Adding or widening shoulders for
bike lanes or pedestrian paths is one thing, but the notion that
driving can be made safer by widening and straightening roads (or
"improving roadway alignment," as the report puts it) has been debunked by Traffic author Tom Vanderbilt, transportation planner Eric Dumbaugh,
and others. In fact, making roads more compex and curvy can often serve
as a deterrent to unsafe driving practices, particularly on urban
streets.

But the new report, commissioned by the
Transportation Construction Coalition (TCC), seems to have concluded
that urban areas don’t need to be considered separately from
interstates.

"Although this study did not break out costs
by class of roads, interstate highways are built to higher safety
standards than other roads," the authors state — as if a new four-lane
freeway through Chicago or Brooklyn would be a reasonable
safety-enhancement move.

Roger
Henderson, an engineer at Henderson Consulting in North Carolina, said
the report made a solid attempt to link transportation and public
health but made "a critical mistake" in treating all roads in the same
way.

The report seems to argue, Henderson said in an interview, that "federal money should be
spent to cut down trees and move poles away from the roadway. I agree completely when
it comes to interstates, but this is the wrong study to make conclusions in any urban setting."

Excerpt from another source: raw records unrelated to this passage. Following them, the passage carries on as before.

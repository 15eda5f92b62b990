use chrono::Utc;
use std::sync::atomic::{AtomicBool, Ordering};
use std::sync::Arc;
use std::time::Instant;
use tokio::sync::mpsc;
use tracing::{debug, error, info, warn};

use super::events::{ClientEvent, LanguageMode, SessionEvent};
use crate::audio::{bytes_to_samples, preprocess, AudioQuality, ProcessorConfig};
use crate::config::StreamingConfig;
use crate::language::{detect_language, display_name};
use crate::transcribe::gateway::is_noise;
use crate::transcribe::TranscriptionGateway;

/// Detection guesses kept while waiting for a lock.
const DETECTION_HISTORY_CAP: usize = 32;

/// Confidence reported once detection locks after consistent guesses.
const LOCK_CONFIDENCE: f64 = 0.95;

/// Session lifecycle. Transitions are one-way:
/// `Active -> Stopping -> Closed`.
#[derive(Debug, Clone, Copy, PartialEq, Eq)]
pub enum Lifecycle {
    Active,
    Stopping,
    Closed,
}

/// Take ownership of a full backlog as a segment, returning the segment and
/// the trailing slice to retain as the next backlog's seed.
///
/// The retained slice is the last `overlap_bytes` of the segment, or empty
/// when the overlap window is longer than the segment itself.
pub fn split_segment(backlog: Vec<u8>, overlap_bytes: usize) -> (Vec<u8>, Vec<u8>) {
    if overlap_bytes == 0 || overlap_bytes >= backlog.len() {
        return (backlog, Vec::new());
    }

    let retained = backlog[backlog.len() - overlap_bytes..].to_vec();
    (backlog, retained)
}

/// One streaming transcription session.
///
/// Owns all per-connection state exclusively; the only way in is the mailbox
/// consumed by [`SessionTask::run`], so events are processed strictly in
/// arrival order without any locking.
pub struct SessionTask {
    id: String,
    mode: LanguageMode,
    detected_language: Option<String>,
    detection_history: Vec<String>,
    backlog: Vec<u8>,
    last_dispatch: Option<Instant>,
    lifecycle: Lifecycle,

    /// Shared with deferred final-transcript tasks so they become no-ops
    /// once the session closes.
    closed: Arc<AtomicBool>,

    outbound: mpsc::Sender<ClientEvent>,
    gateway: Arc<TranscriptionGateway>,
    config: Arc<StreamingConfig>,
}

impl SessionTask {
    pub fn new(
        id: String,
        mode: LanguageMode,
        outbound: mpsc::Sender<ClientEvent>,
        gateway: Arc<TranscriptionGateway>,
        config: Arc<StreamingConfig>,
        closed: Arc<AtomicBool>,
    ) -> Self {
        Self {
            id,
            mode,
            detected_language: None,
            detection_history: Vec::new(),
            backlog: Vec::new(),
            last_dispatch: None,
            lifecycle: Lifecycle::Active,
            closed,
            outbound,
            gateway,
            config,
        }
    }

    /// Process mailbox events until a stop, disconnect, or the transport
    /// dropping its sender, then run the final flush.
    pub async fn run(mut self, mut rx: mpsc::Receiver<SessionEvent>) {
        info!(
            "Session {} started (mode: {})",
            self.id,
            match &self.mode {
                LanguageMode::Auto => "auto-detect",
                LanguageMode::Fixed(tag) => tag.as_str(),
            }
        );

        let ready_language = match &self.mode {
            LanguageMode::Auto => "Detecting...".to_string(),
            LanguageMode::Fixed(tag) => tag.clone(),
        };
        self.emit(ClientEvent::Ready {
            session_id: self.id.clone(),
            language: ready_language,
            auto_detect: self.mode.is_auto(),
        })
        .await;

        while let Some(event) = rx.recv().await {
            match event {
                SessionEvent::Audio(bytes) => {
                    if self.lifecycle == Lifecycle::Active {
                        self.ingest(bytes).await;
                    } else {
                        debug!("Session {} rejecting audio while stopping", self.id);
                    }
                }
                SessionEvent::Stop => {
                    info!("Session {} stopping", self.id);
                    self.lifecycle = Lifecycle::Stopping;
                    // Drain (and reject) whatever the transport already
                    // queued, then fall out of the loop.
                    rx.close();
                }
                SessionEvent::Disconnect => {
                    info!("Session {} disconnected", self.id);
                    self.lifecycle = Lifecycle::Stopping;
                    rx.close();
                }
            }
        }

        self.finish().await;
    }

    /// Append inbound audio and dispatch a segment once the backlog crosses
    /// the threshold. Accumulation never blocks on segment disposal.
    async fn ingest(&mut self, bytes: Vec<u8>) {
        self.backlog.extend_from_slice(&bytes);

        // A silent connection can fail the quality gate forever; keep the
        // newest audio and evict the oldest past the cap.
        if self.backlog.len() > self.config.max_backlog_bytes {
            let excess = self.backlog.len() - self.config.max_backlog_bytes;
            self.backlog.drain(..excess);
            warn!(
                "Session {} backlog capped at {} bytes (evicted {} oldest)",
                self.id, self.config.max_backlog_bytes, excess
            );
        }

        if self.backlog.len() >= self.config.segment_size_bytes {
            self.try_dispatch(false).await;
        }
    }

    /// Run the backlog through preprocessing, the quality gate, throttling,
    /// and the backend. `flush` marks the one-shot residual dispatch during
    /// teardown, which skips overlap retention and awaits the final inline.
    async fn try_dispatch(&mut self, flush: bool) {
        let samples = bytes_to_samples(&self.backlog);
        if samples.is_empty() {
            return;
        }

        let processed = preprocess(&samples, &ProcessorConfig::from(self.config.as_ref()));
        let quality = AudioQuality::measure(&processed);

        if !quality.passes(self.config.min_rms, self.config.min_rms_percent) {
            debug!(
                "Session {} audio too quiet (rms: {:.0}, {:.2}%, peak: {}), accumulating",
                self.id, quality.rms, quality.rms_percent, quality.peak
            );
            return;
        }

        // The segment is committed now: retain only the overlap window so
        // words straddling the boundary survive into the next segment.
        if !flush {
            let backlog = std::mem::take(&mut self.backlog);
            let (_, retained) = split_segment(backlog, self.config.overlap_bytes());
            self.backlog = retained;
        } else {
            self.backlog.clear();
        }

        // Recency over completeness: a segment ready too soon after the
        // previous dispatch is dropped, never queued.
        if self.gateway.throttled(self.last_dispatch) {
            debug!("Session {} throttled, dropping segment", self.id);
            return;
        }
        self.last_dispatch = Some(Instant::now());

        let hint = self.language_hint();

        match self.gateway.transcribe_segment(&processed, &hint).await {
            Ok(transcript) => self.handle_transcript(transcript, hint, flush).await,
            Err(e) => {
                error!("Session {} transcription failed: {:#}", self.id, e);
                self.emit(ClientEvent::Error {
                    message: "Transcription request failed".to_string(),
                })
                .await;
            }
        }
    }

    /// The language tag attached to the next backend request.
    fn language_hint(&self) -> String {
        if let Some(tag) = &self.detected_language {
            return tag.clone();
        }
        match &self.mode {
            LanguageMode::Fixed(tag) => tag.clone(),
            LanguageMode::Auto => self.config.default_language.clone(),
        }
    }

    async fn handle_transcript(&mut self, transcript: String, hint: String, flush: bool) {
        if is_noise(&transcript) {
            info!(
                "Session {} skipping filler/junk transcript: {:?}",
                self.id,
                transcript.trim()
            );
            return;
        }

        if self.mode.is_auto() && self.detected_language.is_none() {
            self.accumulate_detection(&transcript, &hint).await;
        }

        let language = self.detected_language.clone().unwrap_or(hint);

        self.emit(ClientEvent::InterimTranscript {
            text: transcript.clone(),
            language: language.clone(),
            timestamp: Utc::now(),
        })
        .await;

        // The final is decoupled from the interim by a short delay: more
        // audio might still arrive before the text is worth committing.
        let final_event = ClientEvent::FinalTranscript {
            text: transcript,
            language,
            timestamp: Utc::now(),
        };

        if flush {
            // Teardown awaits the final inline so `stopped` stays last.
            tokio::time::sleep(self.config.final_delay()).await;
            self.emit(final_event).await;
        } else {
            let outbound = self.outbound.clone();
            let closed = Arc::clone(&self.closed);
            let delay = self.config.final_delay();

            tokio::spawn(async move {
                tokio::time::sleep(delay).await;
                if !closed.load(Ordering::SeqCst) {
                    let _ = outbound.send(final_event).await;
                }
            });
        }
    }

    /// Record one detection guess and lock the language once the evidence is
    /// consistent. Locked detection never changes again.
    async fn accumulate_detection(&mut self, transcript: &str, hint: &str) {
        let guess = detect_language(
            transcript,
            hint,
            self.config.high_confidence,
            self.config.low_confidence,
        );

        if !guess.is_evidence() {
            debug!(
                "Session {} unclear script (ratio {:.2}), keeping hint {}",
                self.id, guess.ratio, hint
            );
            return;
        }

        self.detection_history.push(guess.tag.clone());
        if self.detection_history.len() > DETECTION_HISTORY_CAP {
            self.detection_history.remove(0);
        }

        let word_count = transcript.split_whitespace().count();
        let consistent = self.detection_history.len() >= self.config.lock_history_len
            && matches!(
                &self.detection_history[..],
                [.., a, b] if a == b
            );

        if word_count >= self.config.lock_min_words && consistent {
            let tag = guess.tag;
            info!(
                "Session {} language detected and locked: {} (after {} samples)",
                self.id,
                tag,
                self.detection_history.len()
            );

            self.detected_language = Some(tag.clone());
            self.emit(ClientEvent::LanguageDetected {
                language: tag.clone(),
                language_name: display_name(&tag),
                confidence: LOCK_CONFIDENCE,
            })
            .await;
        } else {
            debug!(
                "Session {} accumulating detection evidence ({} words, {} samples)",
                self.id,
                word_count,
                self.detection_history.len()
            );
        }
    }

    /// Flush the residual backlog once, then close. Cancels any pending
    /// deferred final emissions before `stopped` goes out.
    async fn finish(&mut self) {
        self.lifecycle = Lifecycle::Stopping;

        if !self.backlog.is_empty() {
            self.try_dispatch(true).await;
        }

        self.closed.store(true, Ordering::SeqCst);
        self.lifecycle = Lifecycle::Closed;

        self.emit(ClientEvent::Stopped).await;
        info!("Session {} closed", self.id);
    }

    async fn emit(&self, event: ClientEvent) {
        // The transport side may already be gone on disconnect; that is fine.
        if self.outbound.send(event).await.is_err() {
            debug!("Session {} outbound channel closed", self.id);
        }
    }
}

#[cfg(test)]
mod tests {
    use super::*;

    #[test]
    fn split_retains_trailing_overlap() {
        let backlog: Vec<u8> = (0..100).collect();
        let (segment, retained) = split_segment(backlog.clone(), 10);
        assert_eq!(segment, backlog);
        assert_eq!(retained, (90..100).collect::<Vec<u8>>());
    }

    #[test]
    fn split_with_oversized_overlap_retains_nothing() {
        let backlog: Vec<u8> = (0..20).collect();
        let (segment, retained) = split_segment(backlog.clone(), 50);
        assert_eq!(segment, backlog);
        assert!(retained.is_empty());
    }

    #[test]
    fn split_with_zero_overlap_retains_nothing() {
        let (_, retained) = split_segment(vec![1, 2, 3], 0);
        assert!(retained.is_empty());
    }
}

The report’s sponsorship may have had an effect on its conclusions, Henderson added.
Indeed, the TCC is an alliance of unions and trade groups that — as as the Post succinctly put it — "has a vested interest in funding for road
construction."

Taking
its origins and questionable assumptions into account, however, two
maps in the report tell an interesting tale of the regional toll
exacted by traffic.

The first map below depicts
road-related crash costs for every million vehicle miles traveled on
state roads, and the second map below depicts road-related crash costs
for every existing mile of roadway.

pirestudy_015.jpg

The southeastern states of Louisiana, South Carolina, and Tennessee
rank in the top 10 on both maps, earning them the status of "worst
road-related crash problems," according to the TCC study.

By
contrast, California and most of the northeast corridor rank high in
crash costs per roadway mile (see below) and much lower in costs per
million VMT (see above). The study’s authors, who hail from the Pacific Institute of Research and Evaluation,
attribute the trend to "traffic density" — making a powerful argument
for giving special attention on expanding transit options, including
high-speed rail, in California and the northeast.

Put
simply, the problem in those areas isn’t a shortage of road miles; it’s
a surplus of demand for the movement of people and goods. If anything
can be gleaned from the TCC report, it’s the importance of imposing a "fix-it-first" requirement for highways nationwide.

Still, without an alternative to driving in highly developed areas, simply repairing roads isn’t enough.